QAnon es el nombre de una conspiración de conspiraciones con algo para todos los gustos. Gran parte de su atractivo se debe a que es capaz de retroalimentarse desde distintos ecosistemas de Internet surgidos alrededor de intereses compartidos. Estos grupos, a la vez que sirven de inspiración para las distintas obsesiones conspiranoicas, hacen de «madrigueras de conejo» para captar a nuevos seguidores. Cada día menos subterráneo, el movimiento se amplía constantemente nutriéndose de esos ambientes acientíficos que se reúnen en torno a la salud, el bienestar o el estilo de vida; de grupos antivacunas, a favor de las armas o supremacistas radicales; de los espacios pendientes del cotilleo y las celebridades…
Los seguidores de QAnon creen que, desde dentro del gobierno, un anónimo va dejando caer pistas en Internet de un plan para librar al país de una red de pederastia manejada en las sombras por las élites liberales —el equivalente aquí a «los progres»— que, entre otras maldades, se dedican a destilar la sangre de los niños para sintetizar una droga. Tras «el gran despertar» o la toma de conciencia mayoritaria de que existe esa trama, llegará «la tormenta», el día en el que los malos —con Obama, Hillary Clinton y Tom Hanks a la cabeza— acabarán detenidos en Guantánamo o, sencillamente, ejecutados en masa.
Una teoría de la conspiración no tiene que dejar de sonar descabellada ni tampoco ser verdad para desplegar sus efectos en la vida pública, influenciar legislaciones o tenerse en cuenta en la acción de gobierno o la policial. El periodista William Sommer especializado en QAnon recuerda en un podcast un precedente donde una teoría de la conspiración misógina y racista creó tal alarma social a principios del siglo XX que sirvió como excusa para introducir legislación especialmente regresiva.
Lo que pasó es que la aparición de las máquinas de escribir en las empresas facilitó que muchas mujeres encontraran trabajo cómo mecanógrafas. De repente, en los centros de las ciudades se empezó a ver a mujeres independientes que iban solas al trabajo y a divertirse al salir en heladerías o salones de baile en compañía de los hombres que ellas elegían, en ocasiones, de raza negra. Aquello era demasiado para ciertas mentalidades. Desde círculos religiosos surgió entonces la alarma de «la esclavitud blanca» que fue contagiándose con rapidez gracias a un libro superventas. Supuestamente, esas mujeres estaban siendo captadas para una red de tráfico de personas que las convertía en esclavas. Sucedía sobre todo en heladerías y en tiendas de fruta, normalmente regentadas por extranjeros. Aquel movimiento sostenido sobre una conspiración sin fundamento consiguió, sin embargo, que se aprobara una ley federal conocida como Mann Act que se utilizó para ajusticiar a los negros que se atrevían a cruzar la frontera más inaceptable en aquella época: la de salir con blancas. El campeón de boxeo Jack Johnson fue arrestado por haberse mostrado conduciendo en público con la que después sería su mujer y tuvo que refugiarse en Europa por un tiempo.

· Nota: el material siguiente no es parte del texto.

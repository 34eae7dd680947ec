use geo::{Polygon, Simplify};

use super::area::to_polygon;

/// Smallest and largest simplification tolerance tried, as a fraction of the perimeter
const MIN_TOLERANCE: f64 = 1e-4;
const MAX_TOLERANCE: f64 = 0.1;

/// Douglas-Peucker simplification of a closed ring
///
/// Returns the ring's unique vertices (no repeated closing point). Rings
/// with fewer than 4 vertices are returned unchanged.
pub fn simplify_ring(points: &[(f64, f64)], epsilon: f64) -> Vec<(f64, f64)> {
    let ring = open_ring(points);
    if ring.len() < 4 {
        return ring;
    }

    let polygon: Polygon<f64> = to_polygon(&ring);
    let simplified = polygon.simplify(&epsilon);

    let mut out: Vec<(f64, f64)> = simplified.exterior().coords().map(|c| (c.x, c.y)).collect();
    out.pop();

    if out.len() < 3 {
        return ring;
    }

    out
}

/// Outcome of a point-count constrained simplification
#[derive(Debug, Clone, PartialEq)]
pub struct Simplified {
    pub points: Vec<(f64, f64)>,
    /// Tolerance that produced `points`, as a fraction of the perimeter
    pub tolerance: f64,
    /// Whether the point count landed inside the requested range
    pub exact: bool,
}

/// Simplify a ring until its vertex count falls in `[min_points, max_points]`
///
/// Binary-searches the Douglas-Peucker tolerance (relative to the ring
/// perimeter) for at most `max_iterations` steps. If no tolerance lands in
/// range, the attempt whose count is closest to the middle of the range wins.
pub fn simplify_to_range(
    points: &[(f64, f64)],
    min_points: usize,
    max_points: usize,
    max_iterations: usize,
) -> Simplified {
    let ring = open_ring(points);
    let perimeter = perimeter(&ring);
    let target = (min_points + max_points) as f64 / 2.0;

    let mut best = Simplified {
        points: ring.clone(),
        tolerance: 0.0,
        exact: (min_points..=max_points).contains(&ring.len()),
    };
    if best.exact || perimeter == 0.0 {
        return best;
    }

    let mut lo = MIN_TOLERANCE;
    let mut hi = MAX_TOLERANCE;

    for _ in 0..max_iterations {
        let tolerance = (lo + hi) / 2.0;
        let candidate = simplify_ring(&ring, tolerance * perimeter);
        let count = candidate.len();

        if (min_points..=max_points).contains(&count) {
            return Simplified {
                points: candidate,
                tolerance,
                exact: true,
            };
        }

        if (count as f64 - target).abs() < (best.points.len() as f64 - target).abs() {
            best = Simplified {
                points: candidate,
                tolerance,
                exact: false,
            };
        }

        if count > max_points {
            lo = tolerance;
        } else {
            hi = tolerance;
        }
    }

    best
}

/// Drop a repeated closing point if present
fn open_ring(points: &[(f64, f64)]) -> Vec<(f64, f64)> {
    let mut ring = points.to_vec();
    if ring.len() > 1 && ring.first() == ring.last() {
        ring.pop();
    }
    ring
}

fn perimeter(ring: &[(f64, f64)]) -> f64 {
    let n = ring.len();
    (0..n)
        .map(|i| {
            let (x1, y1) = ring[i];
            let (x2, y2) = ring[(i + 1) % n];
            ((x2 - x1).powi(2) + (y2 - y1).powi(2)).sqrt()
        })
        .sum()
}

#[cfg(test)]
mod tests {
    use super::*;

    fn noisy_circle(n: usize) -> Vec<(f64, f64)> {
        (0..n)
            .map(|i| {
                let a = i as f64 / n as f64 * std::f64::consts::TAU;
                let r = 0.3 + if i % 2 == 0 { 0.002 } else { -0.002 };
                (0.5 + r * a.cos(), 0.5 + r * a.sin())
            })
            .collect()
    }

    #[test]
    fn test_simplify_ring_short() {
        let tri = vec![(0.0, 0.0), (1.0, 0.0), (0.0, 1.0)];
        assert_eq!(simplify_ring(&tri, 1.0), tri);
    }

    #[test]
    fn test_simplify_ring_drops_collinear() {
        let square = vec![
            (0.0, 0.0),
            (0.5, 0.0),
            (1.0, 0.0),
            (1.0, 1.0),
            (0.0, 1.0),
            (0.0, 0.0),
        ];
        let result = simplify_ring(&square, 0.01);
        assert_eq!(result.len(), 4);
    }

    #[test]
    fn test_simplify_to_range_lands_in_range() {
        let circle = noisy_circle(64);
        let result = simplify_to_range(&circle, 4, 6, 10);
        assert!(result.exact, "got {} points", result.points.len());
        assert!((4..=6).contains(&result.points.len()));
    }

    #[test]
    fn test_simplify_to_range_already_in_range() {
        let pentagon = noisy_circle(5);
        let result = simplify_to_range(&pentagon, 4, 6, 10);
        assert!(result.exact);
        assert_eq!(result.points.len(), 5);
        assert_eq!(result.tolerance, 0.0);
    }

    #[test]
    fn test_simplify_to_range_no_iterations_keeps_original() {
        let circle = noisy_circle(40);
        let result = simplify_to_range(&circle, 4, 6, 0);
        assert!(!result.exact);
        assert_eq!(result.points.len(), 40);
    }
}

Hasta hace unas semanas, el perfil del seguidor de la conspiración QAnon era uniforme: republicanos blancos de la generación boomer con ideología ultraconservadora votantes de Trump. Para ellos, el presidente es una especie de figura mesiánica, el único con arrestos para enfrentarse a los pederastas ocultos en el estado profundo o entre las élites liberales. Trump, por su parte, deja caer ante la prensa o en Twitter guiños de complicidad con los seguidores del culto. La penetración de estos en el partido quedó clara durante las primarias que acabaron con varios miembros entre los cargos electos. En paralelo a esta normalización de la conspiración entre las filas republicanas, últimamente, la base de creyentes de QAnon se está ensanchando al incorporarse adolescentes y madres jóvenes, entre otros tipos de personalidad hasta ahora ajenos.
De la conspiración principal se ha desprendido una facción más presentable haciendo piña bajo el eslogan «salvar a los niños». En cierto modo, este grupo confronta al movimiento Black Lives Matter que, debido en parte a las coberturas mediáticas, está causando desasosiego entre mucha gente. Unirse a la condena del tráfico sexual infantil tan universalmente inapelable sirve para recuperar altura moral relativa con respecto a los que denuncian la violencia policial y el racismo. Proteger a los niños es todavía más importante y solo un monstruo no se preocuparía por su explotación sexual. Aquel que se muestre escéptico con esta causa superior queda retratado como alguien que se desentiende de los problemas de la infancia o, aún peor, como uno de ellos. La periodista Aída Chávez ha entrevistado a varias de las amigas del condado de mayoría republicana donde nació que han empezado a compartir contenidos conspiranoicos con las etiquetas #savethechildren #saveourchildren. Estas madres jóvenes no habían sido atraídas a la órbita de QAnon desde sus redes sociales, sino por sus padres que les habrían contagiado el miedo a que sus hijos acaben cayendo en esa red oculta.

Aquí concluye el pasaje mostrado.